Photodynamic therapy (PDT), plasma therapy and laser treatments are physical therapies that have recently gained traction in the treatment of onychomycosis following the success of in-vitro studies [10]. In PDT, light within a defined narrow spectrum is used to excite a photosensitising agent applied directly to the target area and absorbed by the target organism, resulting in the formation of reactive oxygen species that selectively destroy infected tissue [38]. Photosensitising agents currently being investigated for onychomycosis treatment include the protoporphyrins aminolevulinic acid and methyl-aminolevulinate, the haematoporphyrin derivative Photogem®, and rose bengal and methylene blue dyes [21,39,40]. Studies investigating PDT to treat onychomycosis in vivo are still largely limited to case reports, though a few small clinical trials have been performed [40].
A 2016 systematic review of five in-vitro and 12 in-vivo studies (mostly case reports and unrandomised human trials) suggested that PDT may be able to provide a therapeutic benefit for onychomycosis, with minimal (and no systemic) side effects [21]. Reported side effects (mild pain, burning, erythema, oedema and blistering) were well tolerated and resolved within a few days.
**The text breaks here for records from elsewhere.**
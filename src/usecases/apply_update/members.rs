use crate::{
    domain::{
        chat::ChatPatch,
        effects::{ActionIntent, Effect},
        full_info::{ChatMember, FullInfoPatch},
        global_state::GlobalState,
        ids::{ChatId, UserId},
        update::MembersChange,
    },
    state::{
        reducers::{chats::update_chat, full_info::update_chat_full_info},
        selectors::{select_chat, select_chat_full_info},
    },
};

use super::UpdateOutcome;

pub(super) fn on_full_info(
    global: &GlobalState,
    chat_id: ChatId,
    full_info: FullInfoPatch,
) -> UpdateOutcome {
    UpdateOutcome::changed(update_chat_full_info(global.clone(), chat_id, full_info))
}

/// Applies one member-list mutation to loaded full info and recomputes the member
/// count and the admin index from the resulting list.
pub(super) fn on_members(
    global: &GlobalState,
    chat_id: ChatId,
    replaced_members: Option<Vec<ChatMember>>,
    added_member: Option<ChatMember>,
    deleted_member_id: Option<UserId>,
) -> UpdateOutcome {
    let Some(full_info) = select_chat_full_info(global, chat_id) else {
        return UpdateOutcome::no_change();
    };
    let Some(change) = MembersChange::from_wire(replaced_members, added_member, deleted_member_id)
    else {
        return UpdateOutcome::no_change();
    };

    let current = full_info.members.as_deref().unwrap_or_default();
    let members = match change {
        MembersChange::Replaced(members) => members,
        MembersChange::Added(member) => {
            if current.iter().any(|existing| existing.user_id == member.user_id) {
                return UpdateOutcome::no_change();
            }
            let mut members = current.to_vec();
            members.push(member);
            members
        }
        MembersChange::Deleted(user_id) => {
            if !current.iter().any(|existing| existing.user_id == user_id) {
                return UpdateOutcome::no_change();
            }
            current
                .iter()
                .filter(|existing| existing.user_id != user_id)
                .cloned()
                .collect()
        }
    };

    let members_count = u32::try_from(members.len()).unwrap_or(u32::MAX);
    let next = update_chat(
        global.clone(),
        chat_id,
        ChatPatch {
            members_count: Some(members_count),
            ..ChatPatch::default()
        },
        None,
    );
    let next = update_chat_full_info(next, chat_id, FullInfoPatch::with_members(members));

    UpdateOutcome::changed(next)
}

pub(super) fn on_pending_join_requests(
    global: &GlobalState,
    chat_id: ChatId,
    requests_pending: u32,
    recent_requester_ids: Vec<UserId>,
) -> UpdateOutcome {
    if select_chat(global, chat_id).is_none() {
        return UpdateOutcome::no_change();
    }

    let next = update_chat_full_info(
        global.clone(),
        chat_id,
        FullInfoPatch {
            requests_pending: Some(requests_pending),
            recent_requester_ids: Some(recent_requester_ids),
            ..FullInfoPatch::default()
        },
    );

    UpdateOutcome::changed(next).with_effects([Effect::Action(
        ActionIntent::LoadChatJoinRequests { chat_id },
    )])
}

#[cfg(test)]
mod tests {
    use super::*;
    use crate::{
        domain::{full_info::ChatFullInfo, update::Update},
        test_support::{chat, member, state_with_chats},
        usecases::apply_update::test_helpers::{apply, apply_changed},
    };

    fn state_with_members(members: Vec<ChatMember>) -> GlobalState {
        let mut global = state_with_chats(vec![chat(-5)]);
        global.chats.full_info_by_id.insert(
            -5,
            ChatFullInfo {
                members: Some(members),
                ..ChatFullInfo::default()
            },
        );
        global
    }

    fn members_update(
        replaced: Option<Vec<ChatMember>>,
        added: Option<ChatMember>,
        deleted: Option<UserId>,
    ) -> Update {
        Update::UpdateChatMembers {
            id: -5,
            replaced_members: replaced,
            added_member: added,
            deleted_member_id: deleted,
        }
    }

    fn member_ids(global: &GlobalState) -> Vec<UserId> {
        global.chats.full_info_by_id[&-5]
            .members
            .iter()
            .flatten()
            .map(|member| member.user_id)
            .collect()
    }

    #[test]
    fn members_update_without_full_info_is_no_change() {
        let global = state_with_chats(vec![chat(-5)]);

        let outcome = apply(&global, members_update(None, Some(member(2, false)), None));

        assert!(outcome.is_no_change());
    }

    #[test]
    fn added_member_updates_count_and_admin_index() {
        let global = state_with_members(vec![member(1, false)]);

        let next = apply_changed(&global, members_update(None, Some(member(2, true)), None));

        assert_eq!(member_ids(&next), vec![1, 2]);
        assert_eq!(next.chats.by_id[&-5].members_count, Some(2));
        let admins = next.chats.full_info_by_id[&-5]
            .admin_members_by_id
            .as_ref()
            .expect("admin index should be rebuilt");
        assert_eq!(admins.keys().copied().collect::<Vec<_>>(), vec![2]);
    }

    #[test]
    fn adding_existing_member_is_no_change() {
        let global = state_with_members(vec![member(1, false)]);

        let outcome = apply(&global, members_update(None, Some(member(1, true)), None));

        assert!(outcome.is_no_change());
    }

    #[test]
    fn deleted_member_is_removed() {
        let global = state_with_members(vec![member(1, true), member(2, false)]);

        let next = apply_changed(&global, members_update(None, None, Some(1)));

        assert_eq!(member_ids(&next), vec![2]);
        assert_eq!(next.chats.by_id[&-5].members_count, Some(1));
        let admins = next.chats.full_info_by_id[&-5]
            .admin_members_by_id
            .as_ref()
            .expect("admin index should be rebuilt");
        assert!(admins.is_empty());
    }

    #[test]
    fn deleting_unknown_member_is_no_change() {
        let global = state_with_members(vec![member(1, false)]);

        assert!(apply(&global, members_update(None, None, Some(9))).is_no_change());
    }

    #[test]
    fn replacement_wins_over_other_forms() {
        let global = state_with_members(vec![member(1, false)]);

        let next = apply_changed(
            &global,
            members_update(
                Some(vec![member(7, false), member(8, false)]),
                Some(member(9, false)),
                Some(7),
            ),
        );

        assert_eq!(member_ids(&next), vec![7, 8]);
        assert_eq!(next.chats.by_id[&-5].members_count, Some(2));
    }

    #[test]
    fn pending_join_requests_are_stored_and_reloaded() {
        let global = state_with_chats(vec![chat(-5)]);

        let outcome = apply(
            &global,
            Update::UpdatePendingJoinRequests {
                chat_id: -5,
                requests_pending: 2,
                recent_requester_ids: vec![10, 11],
            },
        );

        let next = outcome.state.expect("join requests should be stored");
        let full_info = &next.chats.full_info_by_id[&-5];
        assert_eq!(full_info.requests_pending, Some(2));
        assert_eq!(full_info.recent_requester_ids, Some(vec![10, 11]));
        assert_eq!(
            outcome.effects,
            vec![Effect::Action(ActionIntent::LoadChatJoinRequests { chat_id: -5 })]
        );
    }

    #[test]
    fn pending_join_requests_for_unknown_chat_is_no_change() {
        let outcome = apply(
            &state_with_chats(vec![]),
            Update::UpdatePendingJoinRequests {
                chat_id: -5,
                requests_pending: 1,
                recent_requester_ids: vec![],
            },
        );

        assert!(outcome.is_no_change());
        assert!(outcome.effects.is_empty());
    }

    #[test]
    fn full_info_update_creates_entry() {
        let next = apply_changed(
            &state_with_chats(vec![]),
            Update::UpdateChatFullInfo {
                id: 3,
                full_info: FullInfoPatch {
                    linked_chat_id: Some(-100),
                    ..FullInfoPatch::default()
                },
            },
        );

        assert_eq!(next.chats.full_info_by_id[&3].linked_chat_id, Some(-100));
    }
}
A 2014 randomised clinical trial assessing the efficacy of biweekly PTD showed a clinical cure rate of 90% at six months (and 80% at 12 months) in 40 patients with toenail onychomycosis [41]. Affected nails were treated for six months with 2% methylene blue and irradiated with noncoherent red light from an LED device (630 nm, 18 J/cm2). Those in the comparative group receiving oral fluconazole responded poorly, while the PDT treatment was effective and well tolerated. While outcomes of early trials have been promising, further investigation is needed to confirm the efficacy and safety of PDT in treating onychomycosis.
An important concern with PDT is the requirement for frequent and lengthy clinic visits (up to several hours each), which may compromise patient compliance. Patients may need to attend up to 12 treatment sessions across six months, compared to only one or two doctor’s appointments while undergoing oral or topical therapy [40]. Also, successful treatment appears to require pretreatment of the affected area to improve penetration of the photosensitising agent into the nail plate. Studies to date have employed pretreatment methods including application of urea ointment to soften the nail, microabrasion or even complete removal of the nail plate [21].
Another physical treatment being investigated for onychomycosis is plasma therapy, which involves applying nonthermal plasma to the infected nail surface. Pulses of strong electric field are used to generate the plasma which ionizes surrounding air molecules to produce the antifungals ozone, nitric oxide and hydroxyl radicals [10]. Nonthermal plasma has exhibited antifungal activity in vitro [42,43], and a 2017 pilot study on a plasma device to treat onychomycosis (n = 19) showed the treatment to be safe and effective, yielding a clinical cure of 53.8% and mycological cure of 15.4% [44]. Plasma therapy has similar advantages to PDT in that it is noninvasive, compatible with comorbidities and does not interact with other drugs. Larger-scale trials are required to determine whether plasma therapy can successfully treat onychomycosis in practice.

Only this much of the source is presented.